▶ **AIM OF THE EXERCISE**:
Each record beneath this line is to be copied exactly.

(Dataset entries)
use chrono::{DateTime, NaiveDate, Utc};
use serde::{Deserialize, Serialize};
use sqlx::FromRow;
use std::{fmt, str::FromStr};
use utoipa::ToSchema;
use uuid::Uuid;

// --- Roles ---

/// Role
///
/// The caller's authorization level. Only `investor`, `manager` and `admin` are ever
/// stored on a profile; `anonymous` names the absence of a verified identity.
///
/// The policy table never assumes an ordering between roles. The only place a hierarchy
/// is honoured is [`Role::bypasses_ownership`].
#[derive(Debug, Clone, Copy, PartialEq, Eq, Hash, PartialOrd, Ord, Serialize, Deserialize, ToSchema)]
#[serde(rename_all = "lowercase")]
pub enum Role {
    Anonymous,
    Investor,
    Manager,
    Admin,
}

impl Role {
    pub fn as_str(&self) -> &'static str {
        match self {
            Role::Anonymous => "anonymous",
            Role::Investor => "investor",
            Role::Manager => "manager",
            Role::Admin => "admin",
        }
    }

    /// Managers and admins may read any share or payment regardless of who owns it.
    pub fn bypasses_ownership(&self) -> bool {
        matches!(self, Role::Manager | Role::Admin)
    }
}

impl fmt::Display for Role {
    fn fmt(&self, f: &mut fmt::Formatter<'_>) -> fmt::Result {
        f.write_str(self.as_str())
    }
}

impl FromStr for Role {
    type Err = String;

    fn from_str(s: &str) -> Result<Self, Self::Err> {
        match s {
            "anonymous" => Ok(Role::Anonymous),
            "investor" => Ok(Role::Investor),
            "manager" => Ok(Role::Manager),
            "admin" => Ok(Role::Admin),
            other => Err(format!("unknown role '{}'", other)),
        }
    }
}

// --- Core Application Schemas (Mapped to Database) ---

/// User
///
/// A row of the `users` table. `role` is kept as text to mirror the column; it is parsed
/// into a [`Role`] during credential verification.
#[derive(Debug, Clone, Serialize, Deserialize, ToSchema, FromRow, Default)]
pub struct User {
    pub id: Uuid,
    pub email: String,
    pub role: String,
}

/// Share
///
/// An investor's stake in a leased trailer. `user_id` is the owning investor and the
/// subject of every ownership check on `/api/shares/{id}`.
#[derive(Debug, Clone, Serialize, Deserialize, ToSchema, FromRow, Default)]
pub struct Share {
    pub id: Uuid,
    pub user_id: Uuid,
    pub trailer_id: Uuid,
    pub percentage: f64,
    pub created_at: DateTime<Utc>,
}

/// Payment
///
/// A monthly payout belonging to a share. A payment has no owner column of its own;
/// ownership always resolves through `share_id`.
#[derive(Debug, Clone, Serialize, Deserialize, ToSchema, FromRow, Default)]
pub struct Payment {
    pub id: Uuid,
    pub share_id: Uuid,
    /// Year-month the payout covers, e.g. "2025-10".
    pub month: String,
    pub amount_cents: i64,
    pub paid: bool,
    pub created_at: DateTime<Utc>,
}

#[derive(Debug, Clone, Serialize, Deserialize, ToSchema, FromRow, Default)]
pub struct Trailer {
    pub id: Uuid,
    /// Fleet code painted on the trailer, e.g. "TRL-0042".
    pub code: String,
    pub model: String,
    pub purchase_date: Option<NaiveDate>,
    pub created_at: DateTime<Utc>,
}

/// TrackingPoint
///
/// One GPS fix reported for a trailer.
#[derive(Debug, Clone, Serialize, Deserialize, ToSchema, FromRow, Default)]
pub struct TrackingPoint {
    pub trailer_code: String,
    pub latitude: f64,
    pub longitude: f64,
    pub recorded_at: DateTime<Utc>,
}

// --- Request Payloads ---

/// CreateTrailerRequest
///
/// Input payload for registering a trailer in the fleet (POST /api/trailers).
#[derive(Debug, Clone, Serialize, Deserialize, ToSchema, Default)]
pub struct CreateTrailerRequest {
    #[schema(example = "TRL-0042")]
    pub code: String,
    pub model: String,
    pub purchase_date: Option<NaiveDate>,
}

// --- Response Payloads ---

/// UserProfile
///
/// Output schema for the authenticated caller (GET /api/auth/me).
#[derive(Debug, Clone, Serialize, Deserialize, ToSchema)]
pub struct UserProfile {
    pub id: Uuid,
    pub role: Role,
}

/// GenerateMonthResponse
///
/// Acknowledges a payout generation run (POST /api/financial/generate/{month}).
#[derive(Debug, Clone, Serialize, Deserialize, ToSchema, Default)]
pub struct GenerateMonthResponse {
    pub month: String,
    /// Number of payment rows created by the run.
    pub generated: i64,
}
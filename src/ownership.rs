use axum::http::Method;
use serde_json::json;
use uuid::Uuid;

use crate::{
    audit::{AuditEntry, AuditRecorder, UNAUTHORIZED_ACCESS},
    auth::AuthContext,
    error::AccessError,
    policy::ResourceKind,
    repository::RepositoryState,
};

/// OwnershipTarget
///
/// The resource an ownership route addresses, as seen by the interceptor.
#[derive(Debug, Clone, Copy)]
pub struct OwnershipTarget<'a> {
    pub kind: ResourceKind,
    /// Concrete final path segment; `None` when the request carried no identifier.
    pub resource_id: Option<&'a str>,
    pub method: &'a Method,
    pub path: &'a str,
    pub source_address: Option<&'a str>,
}

/// OwnershipChecker
///
/// Second gate for ownership routes, run only after the authorizer has allowed the role.
/// Managers and admins pass unconditionally; everyone else must own the resource.
#[derive(Clone)]
pub struct OwnershipChecker {
    repo: RepositoryState,
    audit: AuditRecorder,
}

impl OwnershipChecker {
    pub fn new(repo: RepositoryState, audit: AuditRecorder) -> Self {
        Self { repo, audit }
    }

    /// check
    ///
    /// - privileged role: `Ok(())` without touching the repository
    /// - missing or unparseable identifier: `MalformedRequest`, not audited
    /// - resource missing or owned by someone else: `OwnershipDenied`, one
    ///   `unauthorized_access` audit entry
    /// - repository failure: `Lookup`, surfaced as a 500
    pub async fn check(
        &self,
        target: OwnershipTarget<'_>,
        ctx: &AuthContext,
    ) -> Result<(), AccessError> {
        if ctx.role.bypasses_ownership() {
            return Ok(());
        }

        let raw_id = target
            .resource_id
            .ok_or(AccessError::MalformedRequest("missing resource identifier"))?;
        let resource_id = Uuid::parse_str(raw_id)
            .map_err(|_| AccessError::MalformedRequest("resource identifier is not a uuid"))?;

        let owner = match target.kind {
            ResourceKind::Share => self.repo.owner_of_share(resource_id).await?,
            ResourceKind::Payment => self.repo.owner_of_payment_via_share(resource_id).await?,
        };

        if owner == Some(ctx.actor_id) {
            return Ok(());
        }

        tracing::warn!(
            actor_id = %ctx.actor_id,
            entity_type = target.kind.entity_type(),
            entity_id = raw_id,
            resource_found = owner.is_some(),
            "ownership check failed"
        );

        self.audit
            .record(AuditEntry::new(
                Some(ctx.actor_id),
                UNAUTHORIZED_ACCESS,
                target.kind.entity_type(),
                Some(raw_id.to_string()),
                json!({
                    "path": target.path,
                    "method": target.method.as_str(),
                    "role": ctx.role,
                    "resource_found": owner.is_some(),
                }),
                target.source_address.map(str::to_string),
            ))
            .await;

        Err(AccessError::OwnershipDenied)
    }
}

▶ **RESPONSE BELOW**:
use chrono::{DateTime, NaiveDate, Utc};
use serde::{Deserialize, Serialize};
use sqlx::FromRow;
use std::{fmt, str::FromStr};
use utoipa::ToSchema;
use uuid::Uuid;

// --- Roles ---

/// Role
///
/// The caller's authorization level. Only `investor`, `manager` and `admin` are ever
/// stored on a profile; `anonymous` names the absence of a verified identity.
///
/// The policy table never assumes an ordering between roles. The only place a hierarchy
/// is honoured is [`Role::bypasses_ownership`].
#[derive(Debug, Clone, Copy, PartialEq, Eq, Hash, PartialOrd, Ord, Serialize, Deserialize, ToSchema)]
#[serde(rename_all = "lowercase")]
pub enum Role {
    Anonymous,
    Investor,
    Manager,
    Admin,
}

impl Role {
    pub fn as_str(&self) -> &'static str {
        match self {
            Role::Anonymous => "anonymous",
            Role::Investor => "investor",
            Role::Manager => "manager",
            Role::Admin => "admin",
        }
    }

    /// Managers and admins may read any share or payment regardless of who owns it.
    pub fn bypasses_ownership(&self) -> bool {
        matches!(self, Role::Manager | Role::Admin)
    }
}

impl fmt::Display for Role {
    fn fmt(&self, f: &mut fmt::Formatter<'_>) -> fmt::Result {
        f.write_str(self.as_str())
    }
}

impl FromStr for Role {
    type Err = String;

    fn from_str(s: &str) -> Result<Self, Self::Err> {
        match s {
            "anonymous" => Ok(Role::Anonymous),
            "investor" => Ok(Role::Investor),
            "manager" => Ok(Role::Manager),
            "admin" => Ok(Role::Admin),
            other => Err(format!("unknown role '{}'", other)),
        }
    }
}

// --- Core Application Schemas (Mapped to Database) ---

/// User
///
/// A row of the `users` table. `role` is kept as text to mirror the column; it is parsed
/// into a [`Role`] during credential verification.
#[derive(Debug, Clone, Serialize, Deserialize, ToSchema, FromRow, Default)]
pub struct User {
    pub id: Uuid,
    pub email: String,
    pub role: String,
}

/// Share
///
/// An investor's stake in a leased trailer. `user_id` is the owning investor and the
/// subject of every ownership check on `/api/shares/{id}`.
#[derive(Debug, Clone, Serialize, Deserialize, ToSchema, FromRow, Default)]
pub struct Share {
    pub id: Uuid,
    pub user_id: Uuid,
    pub trailer_id: Uuid,
    pub percentage: f64,
    pub created_at: DateTime<Utc>,
}

/// Payment
///
/// A monthly payout belonging to a share. A payment has no owner column of its own;
/// ownership always resolves through `share_id`.
#[derive(Debug, Clone, Serialize, Deserialize, ToSchema, FromRow, Default)]
pub struct Payment {
    pub id: Uuid,
    pub share_id: Uuid,
    /// Year-month the payout covers, e.g. "2025-10".
    pub month: String,
    pub amount_cents: i64,
    pub paid: bool,
    pub created_at: DateTime<Utc>,
}

#[derive(Debug, Clone, Serialize, Deserialize, ToSchema, FromRow, Default)]
pub struct Trailer {
    pub id: Uuid,
    /// Fleet code painted on the trailer, e.g. "TRL-0042".
    pub code: String,
    pub model: String,
    pub purchase_date: Option<NaiveDate>,
    pub created_at: DateTime<Utc>,
}

/// TrackingPoint
///
/// One GPS fix reported for a trailer.
#[derive(Debug, Clone, Serialize, Deserialize, ToSchema, FromRow, Default)]
pub struct TrackingPoint {
    pub trailer_code: String,
    pub latitude: f64,
    pub longitude: f64,
    pub recorded_at: DateTime<Utc>,
}

// --- Request Payloads ---

/// CreateTrailerRequest
///
/// Input payload for registering a trailer in the fleet (POST /api/trailers).
#[derive(Debug, Clone, Serialize, Deserialize, ToSchema, Default)]
pub struct CreateTrailerRequest {
    #[schema(example = "TRL-0042")]
    pub code: String,
    pub model: String,
    pub purchase_date: Option<NaiveDate>,
}

// --- Response Payloads ---

/// UserProfile
///
/// Output schema for the authenticated caller (GET /api/auth/me).
#[derive(Debug, Clone, Serialize, Deserialize, ToSchema)]
pub struct UserProfile {
    pub id: Uuid,
    pub role: Role,
}

/// GenerateMonthResponse
///
/// Acknowledges a payout generation run (POST /api/financial/generate/{month}).
#[derive(Debug, Clone, Serialize, Deserialize, ToSchema, Default)]
pub struct GenerateMonthResponse {
    pub month: String,
    /// Number of payment rows created by the run.
    pub generated: i64,
}
filename src/ownership.rs
use axum::http::Method;
use serde_json::json;
use uuid::Uuid;

use crate::{
    audit::{AuditEntry, AuditRecorder, UNAUTHORIZED_ACCESS},
    auth::AuthContext,
    error::AccessError,
    policy::ResourceKind,
    repository::RepositoryState,
};

/// OwnershipTarget
///
/// The resource an ownership route addresses, as seen by the interceptor.
#[derive(Debug, Clone, Copy)]
pub struct OwnershipTarget<'a> {
    pub kind: ResourceKind,
    /// Concrete final path segment; `None` when the request carried no identifier.
    pub resource_id: Option<&'a str>,
    pub method: &'a Method,
    pub path: &'a str,
    pub source_address: Option<&'a str>,
}

/// OwnershipChecker
///
/// Second gate for ownership routes, run only after the authorizer has allowed the role.
/// Managers and admins pass unconditionally; everyone else must own the resource.
#[derive(Clone)]
pub struct OwnershipChecker {
    repo: RepositoryState,
    audit: AuditRecorder,
}

impl OwnershipChecker {
    pub fn new(repo: RepositoryState, audit: AuditRecorder) -> Self {
        Self { repo, audit }
    }

    /// check
    ///
    /// - privileged role: `Ok(())` without touching the repository
    /// - missing or unparseable identifier: `MalformedRequest`, not audited
    /// - resource missing or owned by someone else: `OwnershipDenied`, one
    ///   `unauthorized_access` audit entry
    /// - repository failure: `Lookup`, surfaced as a 500
    pub async fn check(
        &self,
        target: OwnershipTarget<'_>,
        ctx: &AuthContext,
    ) -> Result<(), AccessError> {
        if ctx.role.bypasses_ownership() {
            return Ok(());
        }

        let raw_id = target
            .resource_id
            .ok_or(AccessError::MalformedRequest("missing resource identifier"))?;
        let resource_id = Uuid::parse_str(raw_id)
            .map_err(|_| AccessError::MalformedRequest("resource identifier is not a uuid"))?;

        let owner = match target.kind {
            ResourceKind::Share => self.repo.owner_of_share(resource_id).await?,
            ResourceKind::Payment => self.repo.owner_of_payment_via_share(resource_id).await?,
        };

        if owner == Some(ctx.actor_id) {
            return Ok(());
        }

        tracing::warn!(
            actor_id = %ctx.actor_id,
            entity_type = target.kind.entity_type(),
            entity_id = raw_id,
            resource_found = owner.is_some(),
            "ownership check failed"
        );

        self.audit
            .record(AuditEntry::new(
                Some(ctx.actor_id),
                UNAUTHORIZED_ACCESS,
                target.kind.entity_type(),
                Some(raw_id.to_string()),
                json!({
                    "path": target.path,
                    "method": target.method.as_str(),
                    "role": ctx.role,
                    "resource_found": owner.is_some(),
                }),
                target.source_address.map(str::to_string),
            ))
            .await;

        Err(AccessError::OwnershipDenied)
    }
}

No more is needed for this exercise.